S’il faut absolument une explication rationnelle au récit qui va suivre, qui commence seulement et dont je ne sais où il me mènera, je dirais que ce sont les privations qui, associées à certaines de mes dispositions internes, ont permis ce grand chambardement.

Le jeûne est une drogue efficace : tous les rites humains l’ont intégré, et j’ai croisé dans une de mes vies antérieures un mâcheur de rêves qui avait délaissé plantes et champignons au seul profit de la faim ; il ne restait plus de lui qu’un squelette, mais il était libre et vaste, comme je le suis.

La nuit est une drogue efficace : certains valeureux renonçants le savent, et j’ai connu naguère un moine qui avait fini par dédaigner ses prières pour seulement somnoler dans une chambre noire ; il était pâle comme le brouillard, mais libre et vaste comme je le suis.

L’asphyxie est une drogue efficace : autrefois les hommes rampaient au fond de certaines grottes où l’air était vicié et où ils finissaient par se transformer en bisons, en mammouths, en taureaux, en félins – plus rarement en plantes.

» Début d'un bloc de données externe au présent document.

use std::sync::Arc;

use tracing::{info, warn};

use crate::error::{PushError, Result};
use crate::sender::{PushSender, SendOutcome};
use crate::store::PushStore;
use crate::types::{DeliveryResult, PushPayload};

/// Fans a payload out to every subscription of a user. Endpoints the push
/// service has forgotten are pruned; other failures are reported
/// per-subscription without aborting the fan-out.
pub struct PushService {
    store: Arc<PushStore>,
    sender: Arc<dyn PushSender>,
}

impl PushService {
    pub fn new(store: Arc<PushStore>, sender: Arc<dyn PushSender>) -> Self {
        Self { store, sender }
    }

    pub async fn send_to_user(
        &self,
        user_id: i64,
        payload: &PushPayload,
    ) -> Result<Vec<DeliveryResult>> {
        let subscriptions = self.store.subscriptions_for_user(user_id)?;
        if subscriptions.is_empty() {
            return Err(PushError::NoSubscriptions(user_id));
        }

        let mut results = Vec::with_capacity(subscriptions.len());
        for sub in subscriptions {
            match self.sender.send(&sub, payload).await {
                SendOutcome::Delivered => {
                    results.push(DeliveryResult {
                        subscription_id: sub.id,
                        success: true,
                        error: None,
                    });
                }
                SendOutcome::Gone => {
                    self.store.prune_subscription(sub.id)?;
                    results.push(DeliveryResult {
                        subscription_id: sub.id,
                        success: false,
                        error: Some("subscription expired".to_string()),
                    });
                }
                SendOutcome::Failed(err) => {
                    warn!(subscription_id = sub.id, error = %err, "push delivery failed");
                    results.push(DeliveryResult {
                        subscription_id: sub.id,
                        success: false,
                        error: Some(err),
                    });
                }
            }
        }
        info!(
            user_id,
            total = results.len(),
            ok = results.iter().filter(|r| r.success).count(),
            "push fan-out done"
        );
        Ok(results)
    }
}

#[cfg(test)]
mod tests {
    use super::*;
    use crate::types::{NewSubscription, SubscriptionKeys, Subscription};
    use async_trait::async_trait;
    use rusqlite::Connection;

    struct ScriptedSender;

    #[async_trait]
    impl PushSender for ScriptedSender {
        async fn send(&self, sub: &Subscription, _payload: &PushPayload) -> SendOutcome {
            if sub.endpoint.contains("gone") {
                SendOutcome::Gone
            } else if sub.endpoint.contains("flaky") {
                SendOutcome::Failed("timeout".to_string())
            } else {
                SendOutcome::Delivered
            }
        }
    }

    fn store_with_user() -> (Arc<PushStore>, i64) {
        let conn = Connection::open_in_memory().unwrap();
        timbrapp_users::db::init_db(&conn).unwrap();
        crate::db::init_db(&conn).unwrap();
        conn.execute(
            "INSERT INTO users (nome, email, password_hash, role, created_at, updated_at)
             VALUES ('Mario', 'mario@example.com', 'x', 'user', '2025', '2025')",
            [],
        )
        .unwrap();
        let user_id = conn.last_insert_rowid();
        (Arc::new(PushStore::new(conn)), user_id)
    }

    fn subscribe(store: &PushStore, user_id: i64, endpoint: &str) {
        store
            .save_subscription(
                user_id,
                &NewSubscription {
                    endpoint: endpoint.to_string(),
                    keys: SubscriptionKeys { p256dh: "pk".to_string(), auth: "a".to_string() },
                },
            )
            .unwrap();
    }

    #[tokio::test]
    async fn fan_out_prunes_gone_endpoints() {
        let (store, user_id) = store_with_user();
        subscribe(&store, user_id, "https://push/ok");
        subscribe(&store, user_id, "https://push/gone");
        subscribe(&store, user_id, "https://push/flaky");

        let service = PushService::new(store.clone(), Arc::new(ScriptedSender));
        let payload = PushPayload::new("Test", "corpo", "/", "test");
        let results = service.send_to_user(user_id, &payload).await.unwrap();

        assert_eq!(results.len(), 3);
        assert_eq!(results.iter().filter(|r| r.success).count(), 1);
        // The dead endpoint is gone from the store, the flaky one survives.
        let remaining = store.subscriptions_for_user(user_id).unwrap();
        assert_eq!(remaining.len(), 2);
        assert!(remaining.iter().all(|s| !s.endpoint.contains("gone")));
    }

    #[tokio::test]
    async fn no_subscriptions_is_an_error() {
        let (store, user_id) = store_with_user();
        let service = PushService::new(store, Arc::new(ScriptedSender));
        let payload = PushPayload::new("Test", "corpo", "/", "test");
        assert!(matches!(
            service.send_to_user(user_id, &payload).await,
            Err(PushError::NoSubscriptions(_))
        ));
    }
}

Ils traçaient sur les parois des signes d’une folle beauté. Ils étaient fous, sans doute, mais ils étaient libres et vastes, comme moi.

Voici les faits.

2. Une tête de piano

 

D’abord il y a eu une explosion immédiatement suivie d’une implosion. J’ai senti mes mâchoires se serrer, mes racines se vriller, mes tiges se tordre. Ma sève est devenue blanche et brûlante comme de la lave. Quatre-vingt-huit marteaux – je les ai comptés un à un et dieu que c’était douloureux – ont frappé en cadence mes nervures qui se sont mises à vibrer en produisant des sons si amples que tout mon corps s’est disloqué, puis rassemblé en une grosse tête difforme que je savais être ma tête − et j’ai répété mentalement : j’ai une tête !… Puis la dite tête à son tour s’est craquelée. J’ai voulu crier mais un scorpion m’a bâillonné, pas comestible mais menaçant, et je pouvais sentir ses pattes sur mes lèvres et voir son dard se balancer dans le prolongement de mon nez (ce qui m’a fait comprendre que j’avais aussi une bouche et un nez).

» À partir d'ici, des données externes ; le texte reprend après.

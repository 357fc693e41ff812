use std::path::Path;
use std::sync::Arc;

use axum::extract::State;
use axum::http::{header, HeaderName, StatusCode};
use axum::response::{IntoResponse, Response};
use tower_http::services::{ServeDir, ServeFile};

use crate::app::AppState;

/// Static SPA serving: files from the assets dir, unknown paths fall back to
/// `index.html` so client-side routing works on hard reloads.
pub fn spa_service(static_dir: &str) -> ServeDir<ServeFile> {
    let index = Path::new(static_dir).join("index.html");
    ServeDir::new(static_dir).fallback(ServeFile::new(index))
}

/// The service worker needs root scope and must never be cached, or clients
/// keep running a stale worker after a deploy.
pub async fn service_worker_handler(State(state): State<Arc<AppState>>) -> Response {
    let path = Path::new(&state.config.server.static_dir).join("service-worker.js");
    match tokio::fs::read(&path).await {
        Ok(bytes) => (
            [
                (header::CONTENT_TYPE.clone(), "application/javascript"),
                (HeaderName::from_static("service-worker-allowed"), "/"),
                (header::CACHE_CONTROL.clone(), "no-cache"),
            ],
            bytes,
        )
            .into_response(),
        Err(_) => StatusCode::NOT_FOUND.into_response(),
    }
}
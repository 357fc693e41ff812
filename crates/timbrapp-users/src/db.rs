use rusqlite::{Connection, Result};

/// Initialise the users table. Safe to call on every startup — CREATE IF
/// NOT EXISTS means it's idempotent.
pub fn init_db(conn: &Connection) -> Result<()> {
    conn.execute_batch(
        "CREATE TABLE IF NOT EXISTS users (
            id              INTEGER PRIMARY KEY AUTOINCREMENT,
            nome            TEXT NOT NULL,
            email           TEXT NOT NULL UNIQUE,
            password_hash   TEXT NOT NULL,
            role            TEXT NOT NULL DEFAULT 'user',
            created_at      TEXT NOT NULL,
            updated_at      TEXT NOT NULL
        );
        CREATE INDEX IF NOT EXISTS idx_users_email ON users (email);",
    )
}
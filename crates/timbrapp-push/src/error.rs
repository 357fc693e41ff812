use thiserror::Error;

#[derive(Debug, Error)]
pub enum PushError {
    #[error("{entity} not found: {id}")]
    NotFound { entity: &'static str, id: i64 },

    #[error("no subscriptions for user {0}")]
    NoSubscriptions(i64),

    #[error("push endpoint error: {0}")]
    Delivery(String),

    #[error("database error: {0}")]
    Database(#[from] rusqlite::Error),
}

pub type Result<T> = std::result::Result<T, PushError>;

Tout alternativement et à toute vitesse passait du noir au blanc. Tout en moi tournait en volutes noires et vertiges blancs, tout tournait mal et me tournait en bourrique, pauvre plante entêtée, en panique. J’ai tenté encore de parler mais une créature aux doigts démesurés est sortie de l’ombre et m’a poussé en avant pour me faire basculer. Je suis tombé, comme un caillou au fond d’un puits, jusqu’au fracas final qui m’a fait perdre connaissance.

À mon réveil, j’étais à terre parmi un amoncellement de gravats, de pots brisés, de morceaux d’ébène, de restes d’ivoire, et toutes les ruines de ma cave. Autour de moi le noir était plus dense et ses coutures si serrées qu’elles se déchiraient par endroits en laissant apparaître des filaments blancs. J’ai remarqué que je pouvais de nouveau me mouvoir en oscillant de gauche à droite ainsi que j’en avais pris l’habitude dans ce qui m’apparaît maintenant comme des exercices préparatoires, et que ce mouvement lui-même produisait non plus seulement une lueur mais un véritable courant sonore qui accroissait la clarté et engendrait des formes inouïes. J’ai senti que cette lumière comme un manque m’appelait, me parlait, que tout en moi avait changé et que je pouvais me lever et marcher.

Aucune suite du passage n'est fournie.